Levin cautions that it’s not yet clear what effect the presence of an endangered species would have on the regulation of mining activities (see related News Feature). “The [ISA] regulations are still being drafted, and there’s currently debate over whether environmental guidelines will be mandatory or just recommended,” she says.
Sigwart and Chen say that now is a good time to raise awareness of the vulnerability of hydrothermal-vent ecosystems. Getting the scaly-foot snail on the Red List is the first step. “Being on that list means something to policymakers and ordinary people,” says Chen.
The biggest challenge to determining whether the scaly-foot snail warranted inclusion on the Red List was figuring out how to assess the extinction risk for animals that live in one of the weirdest habitats on Earth, says Elin Thomas, a graduate student in Sigwart’s lab and a coauthor of the Nature Ecology & Evolution Commentary.
When the IUCN considers whether to include an organism on the Red List, researchers examine several factors that could contribute to its extinction.

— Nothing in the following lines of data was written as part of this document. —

//! Summary dashboard.
//!
//! Every collection here is a static sample; nothing is committed or toggled.

use crate::model::dashboard::{
    ActivityEntry, ActivityStatus, DashboardOverview, HealthMetric, Reminder, ReminderKind,
};
use crate::seed;
use serde::Serialize;

#[derive(Debug, Clone, Copy, PartialEq, Eq, Serialize)]
#[serde(rename_all = "camelCase")]
pub struct DashboardSummary {
    pub medication_reminders: usize,
    pub appointment_reminders: usize,
    pub completed_activity: usize,
    pub pending_activity: usize,
}

/// View-model for the dashboard screen.
#[derive(Debug, Clone, PartialEq, Eq)]
pub struct DashboardService {
    overview: DashboardOverview,
    reminders: Vec<Reminder>,
    metrics: Vec<HealthMetric>,
    activity: Vec<ActivityEntry>,
}

impl Default for DashboardService {
    fn default() -> Self {
        Self::empty()
    }
}

impl DashboardService {
    /// Dashboard populated with the built-in samples.
    pub fn with_samples() -> Self {
        Self {
            overview: seed::sample_overview(),
            reminders: seed::sample_reminders(),
            metrics: seed::sample_metrics(),
            activity: seed::sample_activity(),
        }
    }

    /// Dashboard with zeroed counters and no entries.
    pub fn empty() -> Self {
        Self {
            overview: DashboardOverview {
                todays_medications: 0,
                upcoming_appointments: 0,
                active_reminders: 0,
            },
            reminders: Vec::new(),
            metrics: Vec::new(),
            activity: Vec::new(),
        }
    }

    pub fn overview(&self) -> DashboardOverview {
        self.overview
    }

    /// Today's reminders in display order.
    pub fn reminders(&self) -> &[Reminder] {
        &self.reminders
    }

    pub fn metrics(&self) -> &[HealthMetric] {
        &self.metrics
    }

    /// Recent activity, newest first.
    pub fn recent_activity(&self) -> &[ActivityEntry] {
        &self.activity
    }

    pub fn summary(&self) -> DashboardSummary {
        let reminders_of = |kind: ReminderKind| {
            self.reminders
                .iter()
                .filter(|reminder| reminder.kind == kind)
                .count()
        };
        let activity_with = |status: ActivityStatus| {
            self.activity
                .iter()
                .filter(|entry| entry.status == status)
                .count()
        };
        DashboardSummary {
            medication_reminders: reminders_of(ReminderKind::Medication),
            appointment_reminders: reminders_of(ReminderKind::Appointment),
            completed_activity: activity_with(ActivityStatus::Completed),
            pending_activity: activity_with(ActivityStatus::Pending),
        }
    }
}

They include the size of a species’ range and how fragmented its habitat is.
But hydrothermal vents naturally occupy relatively small areas of the sea floor, says Thomas. And they occur only where ocean water that has percolated into Earth’s crust can shoot back out into the deep sea, resulting in a spotty distribution.
After discussions with the IUCN and other researchers, Sigwart and her team settled on two criteria that they could use to assess the extinction risk for deep-sea species: the number of vents where they’re found, and the threat of mining.

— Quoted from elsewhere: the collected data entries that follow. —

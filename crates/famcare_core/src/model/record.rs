//! Record identity shared by every entity store.

use serde::{Deserialize, Serialize};
use std::fmt::{Display, Formatter};

/// Store-local record identifier.
///
/// Allocated from a monotonic counter, so an id is never handed out twice by
/// the same store even if records are later removed.
#[derive(Debug, Clone, Copy, PartialEq, Eq, PartialOrd, Ord, Hash, Serialize, Deserialize)]
#[serde(transparent)]
pub struct RecordId(u64);

impl RecordId {
    /// Wraps a raw identifier value.
    pub const fn new(value: u64) -> Self {
        Self(value)
    }

    /// Returns the raw identifier value.
    pub const fn get(self) -> u64 {
        self.0
    }
}

impl Display for RecordId {
    fn fmt(&self, f: &mut Formatter<'_>) -> std::fmt::Result {
        write!(f, "{}", self.0)
    }
}

impl From<u64> for RecordId {
    fn from(value: u64) -> Self {
        Self(value)
    }
}

/// Which screen-level entity a record or draft belongs to.
#[derive(Debug, Clone, Copy, PartialEq, Eq, Hash, Serialize, Deserialize)]
#[serde(rename_all = "snake_case")]
pub enum EntityKind {
    FamilyMember,
    Medication,
    Appointment,
}

impl EntityKind {
    /// Stable metadata label used in log events.
    pub fn as_str(self) -> &'static str {
        match self {
            Self::FamilyMember => "family_member",
            Self::Medication => "medication",
            Self::Appointment => "appointment",
        }
    }

    /// Human-readable entity name.
    pub fn display_name(self) -> &'static str {
        match self {
            Self::FamilyMember => "family member",
            Self::Medication => "medication",
            Self::Appointment => "appointment",
        }
    }
}

/// Anything an `EntityStore` can hold.
pub trait Record: Clone {
    /// Entity kind of this record type.
    const KIND: EntityKind;

    /// Identifier assigned when the record was committed.
    fn id(&self) -> RecordId;
}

In addition to the scaly-foot snail, the researchers are assessing at least 14 more hydrothermal vent species for possible inclusion on the Red List later this year.
Too soon to tell
Chen is optimistic that Red-List status will dissuade investors from pursuing projects that could harm endangered species. He points to organizations such as the World Bank, that require groups applying for grants to consider the effects that their projects could have on Red Listed species.
But Holly Niner, who studies ocean environmental policy at Aalborg University in Denmark, says it's too soon to know how the presence of endangered animals will affect deep-sea mining activities. Hopefully regulatory officials and industry will protect vulnerable areas and direct mining operations to less sensitive habitats, she says.
“These are fragile areas under threat, and it’s not like we researchers can start a breeding programme for deep-sea-vent creatures,” says Sigwart. “We can only try to protect what’s there.”